Population Explosion

Remember those bladder snail eggs we tried to remove on Day 24? We missed some.

Today’s count:

  • ~6 baby bladder snails: Tiny, translucent, actively grazing
  • 2 baby ramshorn snails: A new species! Must have come on the replacement plants
  • Countless tiny specks: Copepods and other microfauna everywhere

Our tank has secretly been building its own cleanup crew.

The Decision: Keep Them All

After some debate, we decided to embrace our hitchhikers rather than fight them:

Bladder snails: Yes, they breed prolifically. But they’re also excellent at eating algae, biofilm, and decomposing plant matter. With our current algae bloom, we need all the help we can get.

Ramshorn snails: Slower breeders than bladder snails. They eat the same things. Welcome aboard.

Copepods: These tiny crustaceans are 100% beneficial. They eat detritus and will become live food for our future fish.

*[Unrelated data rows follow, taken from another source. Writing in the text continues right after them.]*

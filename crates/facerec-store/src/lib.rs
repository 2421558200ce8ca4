//! facerec-store — Face embedding records and nearest-neighbour search.
//!
//! The store is a thin CRUD façade. Name uniqueness is the caller's job;
//! `insert` never checks for duplicates.

pub mod sqlite;

use facerec_core::Embedding;
use serde::Serialize;
use thiserror::Error;

pub use sqlite::SqliteFaceStore;

/// Candidates scored before the top result is picked.
pub const DEFAULT_NUM_CANDIDATES: usize = 10;
/// Results returned per search.
pub const DEFAULT_SEARCH_LIMIT: usize = 1;
/// Minimum vector-search score for a match.
pub const DEFAULT_SIMILARITY_THRESHOLD: f32 = 0.75;

#[derive(Error, Debug)]
pub enum StoreError {
    #[error("database error: {0}")]
    Database(#[from] rusqlite::Error),
    #[error("invalid identifier '{0}': expected [A-Za-z_][A-Za-z0-9_]*")]
    InvalidIdentifier(String),
    #[error("embedding has {actual} dimensions, vector index '{index}' expects {expected}")]
    DimensionMismatch {
        index: String,
        expected: usize,
        actual: usize,
    },
    #[error("corrupt embedding for '{name}': {len} bytes is not a whole number of f32 values")]
    CorruptEmbedding { name: String, len: usize },
    #[error("failed to create database directory: {0}")]
    Io(#[from] std::io::Error),
}

/// Where and how records are kept.
#[derive(Debug, Clone)]
pub struct StoreSettings {
    /// Directory holding the database file, or `:memory:`.
    pub database_uri: String,
    pub database_name: String,
    pub collection_name: String,
    pub vector_index_name: String,
    pub vector_field_path: String,
    pub similarity_threshold: f32,
    pub num_candidates: usize,
    pub limit: usize,
}

impl StoreSettings {
    pub fn new(
        database_uri: impl Into<String>,
        database_name: impl Into<String>,
        collection_name: impl Into<String>,
        vector_index_name: impl Into<String>,
        vector_field_path: impl Into<String>,
    ) -> Self {
        Self {
            database_uri: database_uri.into(),
            database_name: database_name.into(),
            collection_name: collection_name.into(),
            vector_index_name: vector_index_name.into(),
            vector_field_path: vector_field_path.into(),
            similarity_threshold: DEFAULT_SIMILARITY_THRESHOLD,
            num_candidates: DEFAULT_NUM_CANDIDATES,
            limit: DEFAULT_SEARCH_LIMIT,
        }
    }

    pub fn with_threshold(mut self, threshold: f32) -> Self {
        self.similarity_threshold = threshold;
        self
    }
}

/// A persisted face.
#[derive(Debug, Clone, Serialize)]
pub struct FaceRecord {
    pub id: String,
    pub name: String,
    #[serde(skip)]
    pub embedding: Embedding,
    pub created_at: String,
}

/// Best match of a search.
#[derive(Debug, Clone, PartialEq, Serialize)]
pub struct SearchHit {
    /// Empty when nothing was found.
    pub name: String,
    /// Vector-search score in [0, 1], higher = more similar.
    pub score: f32,
    pub is_match: bool,
}

impl SearchHit {
    pub fn none() -> Self {
        Self {
            name: String::new(),
            score: 0.0,
            is_match: false,
        }
    }
}

/// Cosine similarity rescaled to [0, 1] the way vector-search engines report it.
pub fn vector_search_score(a: &Embedding, b: &Embedding) -> f32 {
    (1.0 + a.similarity(b)) / 2.0
}

/// CRUD and similarity search over face records.
pub trait FaceStore {
    fn insert(&self, name: &str, embedding: &Embedding) -> Result<(), StoreError>;
    fn is_name_taken(&self, name: &str) -> Result<bool, StoreError>;
    /// True iff exactly one record's name changed.
    fn update_name(&self, old_name: &str, new_name: &str) -> Result<bool, StoreError>;
    /// True iff exactly one record was removed.
    fn delete(&self, name: &str) -> Result<bool, StoreError>;
    /// All names, sorted.
    fn list_names(&self) -> Result<Vec<String>, StoreError>;
    fn count(&self) -> Result<u64, StoreError>;
    fn search(&self, embedding: &Embedding) -> Result<SearchHit, StoreError>;
}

The hitchhikers won’t reproduce significantly for 6-8 weeks (they need to mature first). By then, our tank should be established and we can manage populations if needed.

Tank on Day 30

Day 30 - One month in, and we have an unexpected cleanup crew

Detritus Worms Spotted

New discovery: small white/translucent worms on the glass near the substrate. These are detritus worms, and despite looking alarming, they’re beneficial:

  • They eat decaying organic matter
  • They’re harmless to fish, plants, and shrimp
  • They’re common during cycling when there’s extra organic material
  • Their population will decrease naturally as the tank stabilizes

Another sign of a developing ecosystem.

Visual Tank Assessment

Water clarity: Surprisingly clear despite the algae bloom

Plant health:

  • Water Lettuce: Looking excellent, spreading
  • Dwarf Sagittaria: Thick carpet developing (10-15 visible plants)
  • Left side stem plants: Healthy green growth
  • Some plant melt visible (expected from new additions)

Algae: Green film on glass from the fertilizer incident. Snails are working on it.

Substrate: Light brown diatom film—normal for cycling tanks

A Month In: Perspective

Thirty days ago, this was an empty glass box. Now it contains:

  • 45+ plants (minus losses, plus replacements)
  • 3 Nerite snails
  • ~6 bladder snails (and growing)
  • 2 ramshorn snails
  • Copepods, detritus worms, and other microfauna
  • Established bacterial colonies

The ecosystem is alive. Not perfect, not finished, but alive and developing. That’s the Walstad dream materializing.


Status: Day 30 - Hitchhiker snails discovered and welcomed - Microfauna explosion (good sign!)